Why Shooter Jennings Premiered A Country Rock Tribute To Giorgio Moroder Inside A Role-Playing Game
What is the right way to promote a country rocker’s tribute to Giorgio Moroder? There have not been many of them – OK, there haven’t been any before – but the way Shooter Jennings, whose Southern take on the disco legend’s music, “Countach (For Giorgio)” comes out Friday, decided to do it is truly out of this world.
Two weeks ago, ahead of the official release date for "Countach," Jennings debuted the album inside “Shroud of the Avatar,” a massive multiplayer role-playing game where people typically spend more time slaying dragons than listening to records. Yet there Jennings was, inside one of the virtual world’s taverns, playing to a crowd so big that the game’s engineers had to split the world into multiple instances to accommodate everybody who showed up.

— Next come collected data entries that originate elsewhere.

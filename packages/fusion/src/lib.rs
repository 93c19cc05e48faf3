#![cfg_attr(feature = "fail-on-warnings", deny(warnings))]
#![warn(clippy::all, clippy::pedantic, clippy::nursery, clippy::cargo)]
#![allow(clippy::multiple_crate_versions, clippy::cargo_common_metadata)]

//! Field-level merge of weather records from two providers.
//!
//! The primary record wins wherever it has a value. Gaps in a fixed set of
//! fields are filled from the secondary record, and every one of those
//! fields is tagged in the record's provenance map. Visibility risk is
//! always recomputed from the merged result.

pub mod visibility;

use backcountry_signal_models::{FieldSource, WeatherField, WeatherRecord};

/// Primary trends shorter than this are replaced wholesale by a longer
/// secondary trend.
pub const MIN_PRIMARY_TREND_LEN: usize = 6;

/// Merges `secondary` into the gaps of `primary`.
///
/// An unavailable secondary contributes nothing, but the provenance map and
/// visibility risk are still rebuilt.
#[must_use]
pub fn fuse_weather(primary: &WeatherRecord, secondary: &WeatherRecord) -> WeatherRecord {
    let mut merged = primary.clone();
    let usable = secondary.status.has_data();
    let current = &secondary.current;

    let mut provenance = vec![
        (
            WeatherField::WindDirection,
            fill_text(&mut merged.current.wind_direction, current.wind_direction.as_ref(), usable),
        ),
        (
            WeatherField::IssuedAt,
            fill(&mut merged.issued_at, secondary.issued_at.as_ref(), usable),
        ),
        (
            WeatherField::Timezone,
            fill_text(&mut merged.timezone, secondary.timezone.as_ref(), usable),
        ),
        (
            WeatherField::ForecastEndTime,
            fill(&mut merged.forecast_end_time, secondary.forecast_end_time.as_ref(), usable),
        ),
        (
            WeatherField::DewPoint,
            fill(&mut merged.current.dew_point_f, current.dew_point_f.as_ref(), usable),
        ),
        (
            WeatherField::TemperatureContext,
            fill(
                &mut merged.temperature_context,
                secondary.temperature_context.as_ref(),
                usable,
            ),
        ),
        (
            WeatherField::CloudCover,
            fill(&mut merged.current.cloud_cover_pct, current.cloud_cover_pct.as_ref(), usable),
        ),
        (
            WeatherField::Pressure,
            fill(&mut merged.current.pressure_hpa, current.pressure_hpa.as_ref(), usable),
        ),
    ];

    let replace_trend = usable
        && merged.trend.len() < MIN_PRIMARY_TREND_LEN
        && secondary.trend.len() > merged.trend.len();
    if replace_trend {
        log::debug!(
            "Replacing {}-hour {} trend with {}-hour {} trend",
            merged.trend.len(),
            merged.source,
            secondary.trend.len(),
            secondary.source
        );
        merged.trend.clone_from(&secondary.trend);
    }
    provenance.push((WeatherField::Trend, source_of(replace_trend)));

    let trend_pressure = if replace_trend {
        FieldSource::Secondary
    } else if usable && blend_trend_pressure(&mut merged, secondary) > 0 {
        FieldSource::BlendedTrend
    } else {
        FieldSource::Primary
    };
    provenance.push((WeatherField::TrendPressure, trend_pressure));

    if provenance.iter().any(|(_, s)| *s != FieldSource::Primary) {
        merged.secondary_source = Some(secondary.source.clone());
    }
    merged.provenance = provenance.into_iter().collect();

    merged.visibility_risk = Some(visibility::assess_visibility(&merged.current, &merged.trend));
    merged
}

const fn source_of(from_secondary: bool) -> FieldSource {
    if from_secondary {
        FieldSource::Secondary
    } else {
        FieldSource::Primary
    }
}

/// Copies `other` into an empty `target`.
fn fill<T: Clone>(target: &mut Option<T>, other: Option<&T>, usable: bool) -> FieldSource {
    let take = usable && target.is_none() && other.is_some();
    if take {
        *target = other.cloned();
    }
    source_of(take)
}

/// Like [`fill`], treating whitespace-only text as missing on both sides.
fn fill_text(target: &mut Option<String>, other: Option<&String>, usable: bool) -> FieldSource {
    let take = usable
        && is_blank(target.as_deref())
        && !is_blank(other.map(String::as_str));
    if take {
        *target = other.cloned();
    }
    source_of(take)
}

/// Fills missing trend pressure row by row from the matching secondary row.
/// Rows pair by position and are skipped when both carry differing times.
/// Returns the number of rows filled.
fn blend_trend_pressure(merged: &mut WeatherRecord, secondary: &WeatherRecord) -> usize {
    let mut filled = 0;
    for (row, other) in merged.trend.iter_mut().zip(&secondary.trend) {
        if row.pressure_hpa.is_some() || other.pressure_hpa.is_none() {
            continue;
        }
        if let (Some(a), Some(b)) = (row.time, other.time)
            && a != b
        {
            continue;
        }
        row.pressure_hpa = other.pressure_hpa;
        filled += 1;
    }
    filled
}

fn is_blank(value: Option<&str>) -> bool {
    value.is_none_or(|s| s.trim().is_empty())
}
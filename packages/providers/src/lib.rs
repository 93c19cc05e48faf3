#![cfg_attr(feature = "fail-on-warnings", deny(warnings))]
#![warn(clippy::all, clippy::pedantic, clippy::nursery, clippy::cargo)]
#![allow(clippy::multiple_crate_versions, clippy::cargo_common_metadata)]

//! Normalizers for the concrete upstream feeds.
//!
//! Each feed is reduced to one of the normalized signal records before the
//! scoring core sees it. The traits here are the seams the pipeline calls
//! through:
//!
//! - [`WeatherProvider`]: [`nws::NwsHourlyForecast`] (primary) and
//!   [`open_meteo::OpenMeteoForecast`] (secondary)
//! - [`AlertsProvider`]: [`alerts::NwsAlerts`]
//! - [`AirQualityProvider`]: [`air_quality::OpenMeteoAirQuality`]
//!
//! Fire risk is derived locally in [`fire`] from weather and alerts.

pub mod air_quality;
pub mod alerts;
pub mod fire;
pub mod nws;
pub mod open_meteo;
pub mod record;

use async_trait::async_trait;
use backcountry_signal_models::{AirQualitySignal, AlertsSignal, Coordinate, WeatherRecord};
use backcountry_source::SourceError;
use backcountry_source::retry::RetryPolicy;
use chrono::{DateTime, Utc};
use serde_json::Value;

/// Errors from provider fetches and normalization.
#[derive(Debug, thiserror::Error)]
pub enum ProviderError {
    #[error(transparent)]
    Source(#[from] SourceError),

    #[error("JSON parse error: {0}")]
    Json(#[from] serde_json::Error),

    /// The payload did not have the expected shape.
    #[error("Normalization error: {message}")]
    Normalization { message: String },
}

impl ProviderError {
    pub(crate) fn missing(field: &str) -> Self {
        Self::Normalization {
            message: format!("missing '{field}'"),
        }
    }
}

/// Hourly weather forecast for a point.
#[async_trait]
pub trait WeatherProvider: Send + Sync {
    /// Short provider name recorded in [`WeatherRecord::source`].
    fn name(&self) -> &str;

    /// # Errors
    ///
    /// Returns [`ProviderError`] if the feed cannot be fetched or parsed.
    async fn fetch_weather(
        &self,
        coord: &Coordinate,
        start: DateTime<Utc>,
        window_hours: u32,
    ) -> Result<WeatherRecord, ProviderError>;
}

/// Active official alerts for a point.
#[async_trait]
pub trait AlertsProvider: Send + Sync {
    /// # Errors
    ///
    /// Returns [`ProviderError`] if the feed cannot be fetched or parsed.
    async fn fetch_alerts(&self, coord: &Coordinate) -> Result<AlertsSignal, ProviderError>;
}

/// Air quality for a point at a given hour.
#[async_trait]
pub trait AirQualityProvider: Send + Sync {
    /// # Errors
    ///
    /// Returns [`ProviderError`] if the feed cannot be fetched or parsed.
    async fn fetch_air_quality(
        &self,
        coord: &Coordinate,
        at: DateTime<Utc>,
    ) -> Result<AirQualitySignal, ProviderError>;
}

/// Client, base URL and retry bounds shared by the HTTP providers.
#[derive(Debug, Clone)]
pub struct Endpoint {
    pub client: reqwest::Client,
    pub base_url: String,
    pub policy: RetryPolicy,
}

impl Endpoint {
    #[must_use]
    pub fn new(client: reqwest::Client, base_url: impl Into<String>, policy: RetryPolicy) -> Self {
        Self {
            client,
            base_url: base_url.into().trim_end_matches('/').to_string(),
            policy,
        }
    }
}

pub(crate) fn f64_at(value: &Value, pointer: &str) -> Option<f64> {
    value.pointer(pointer).and_then(Value::as_f64)
}

pub(crate) fn str_at<'a>(value: &'a Value, pointer: &str) -> Option<&'a str> {
    value
        .pointer(pointer)
        .and_then(Value::as_str)
        .map(str::trim)
        .filter(|s| !s.is_empty())
}

pub(crate) fn time_at(value: &Value, pointer: &str) -> Option<DateTime<Utc>> {
    str_at(value, pointer)
        .and_then(|s| DateTime::parse_from_rfc3339(s).ok())
        .map(|dt| dt.with_timezone(&Utc))
}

It was the first time the game’s creators had ever been forced to do that, and afterwards, one of the game’s founders summoned some monsters to chase everybody out. Jennings couldn’t have been happier. “It's my wheelhouse, all this stuff,” the musician said. “It may not be what people want to be in my wheelhouse, but it is what it is.”
Despite what his outward appearance would suggest, Jennings is an avid gamer. He has been playing computer games his entire life, even building his own, and he cites his gaming and technology obsessions as the things that got him into music.
“I wouldn't have started playing music if I hadn't started making music on my computer,” he said.
Though Jennings’ taste in games is eclectic, he had a special place in his heart for the Ultima series, a batch of role-playing games that’s been described as one of the most important video game series ever made. Those games in a way served as a precursor to "Shroud," and many of Ultima's devoted fans, Jennings included, migrated over to the new game, bringing a new generation of fans with them: Jennings' 8-year-old daughter met the son of one of his oldest friends inside the game.
Jennings got to know Ultima’s creator, Richard Garriott de Cayeux, on Twitter, and while he was making “Countach,” he suggested that Garriott de Cayeux record some thoughts on the difference between real and virtual worlds. Garriott de Cayeux, at the time living in New York, bought a microphone, then sent Jennings some files, which wound up laid atop “Chase,” a famous Moroder composition from the soundtrack to the 1978 film “Midnight Express.”
“It really spoke to me, as something that I love,” Jennings said. “I thought it’d be an amazingly cool backdrop.”
But while that collaboration happened entirely online, it took a meeting in real life for the premiere-in-a-game idea to materialize. Over dinner at the Magic Castle, a members-only clubhouse for magicians in Los Angeles (Garriott de Cayeux is a member, thanks to some magic tricks he did in space), the two men and their wives hatched an idea that has been growing ever more elaborate.
It wouldn’t just be Jennings and a band playing the album in a tavern. Copies of the album, in the form of wax cylinders — an antique recording technology — were made and hidden throughout the game, but shortly after the premiere, the cylinders proved so popular that they’re now available for sale inside the game, with the proceeds going toward breast cancer research. All of that was possible thanks to crowd-sourced gameplay in "Shroud," which allows participants to create things inside the world that other players can buy, sell and use.
“They had everybody in that community working,” Jennings said.
Viewed from a certain vantage point, the story of “Countach” is one of an artist simply weaving his personal passions into his art. But as the son of outlaw country music icons Waylon Jennings and Jessi Colter, Jennings has spent years dealing with fans who expect him to take on his father's aesthetic mantle.
Some of what he’s done, like "Put the O Back in Country," has fit those preconceptions. Other albums, like the dystopian concept album "Black Ribbons," have not. But at this point, more than a decade into his recording career, he’s well past the point of caring. “I hope two sweaty bikers in David Allan Cook T-shirts come to my house and take away my outlaw country card,” he said.